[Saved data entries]
**********

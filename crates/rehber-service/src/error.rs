//! API error types and responses.

use axum::http::StatusCode;
use axum::response::{IntoResponse, Response};
use axum::Json;
use serde::Serialize;

use crate::auth::AuthError;
use crate::config::ConfigError;

/// API error type.
#[derive(Debug, thiserror::Error)]
pub enum ApiError {
    /// Bad request - missing or malformed input.
    #[error("bad request: {0}")]
    BadRequest(String),

    /// Unauthorized - wrong credentials or no token.
    #[error("unauthorized: {0}")]
    Unauthorized(String),

    /// Forbidden - token failed verification.
    #[error("forbidden: {0}")]
    Forbidden(String),

    /// Internal server error, typically a failed store write.
    #[error("internal error: {0}")]
    Internal(String),
}

impl ApiError {
    /// Log a failed store write and surface `message` to the caller.
    pub fn storage(message: &str, err: &rehber_store::StoreError) -> Self {
        tracing::error!(error = %err, "{message}");
        Self::Internal(message.to_string())
    }
}

/// JSON error response body.
#[derive(Debug, Serialize)]
struct ErrorResponse {
    success: bool,
    error: String,
}

impl IntoResponse for ApiError {
    fn into_response(self) -> Response {
        let (status, message) = match self {
            Self::BadRequest(msg) => (StatusCode::BAD_REQUEST, msg),
            Self::Unauthorized(msg) => (StatusCode::UNAUTHORIZED, msg),
            Self::Forbidden(msg) => (StatusCode::FORBIDDEN, msg),
            Self::Internal(msg) => (StatusCode::INTERNAL_SERVER_ERROR, msg),
        };

        let body = ErrorResponse {
            success: false,
            error: message,
        };

        (status, Json(body)).into_response()
    }
}

impl From<AuthError> for ApiError {
    fn from(err: AuthError) -> Self {
        match err {
            AuthError::MissingToken => Self::Unauthorized("Erişim tokenı gerekli".into()),
            AuthError::InvalidToken => Self::Forbidden("Geçersiz token".into()),
        }
    }
}

/// Errors that abort startup.
#[derive(Debug, thiserror::Error)]
pub enum StartupError {
    /// Invalid configuration.
    #[error(transparent)]
    Config(#[from] ConfigError),

    /// The store could not be opened.
    #[error(transparent)]
    Store(#[from] rehber_store::StoreError),
}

**********

## What is expected
Scan the entries above for the string "failed" and copy each line that contains it.

## Solution to the exercise
    /// Forbidden - token failed verification.
    /// Internal server error, typically a failed store write.
    /// Log a failed store write and surface `message` to the caller.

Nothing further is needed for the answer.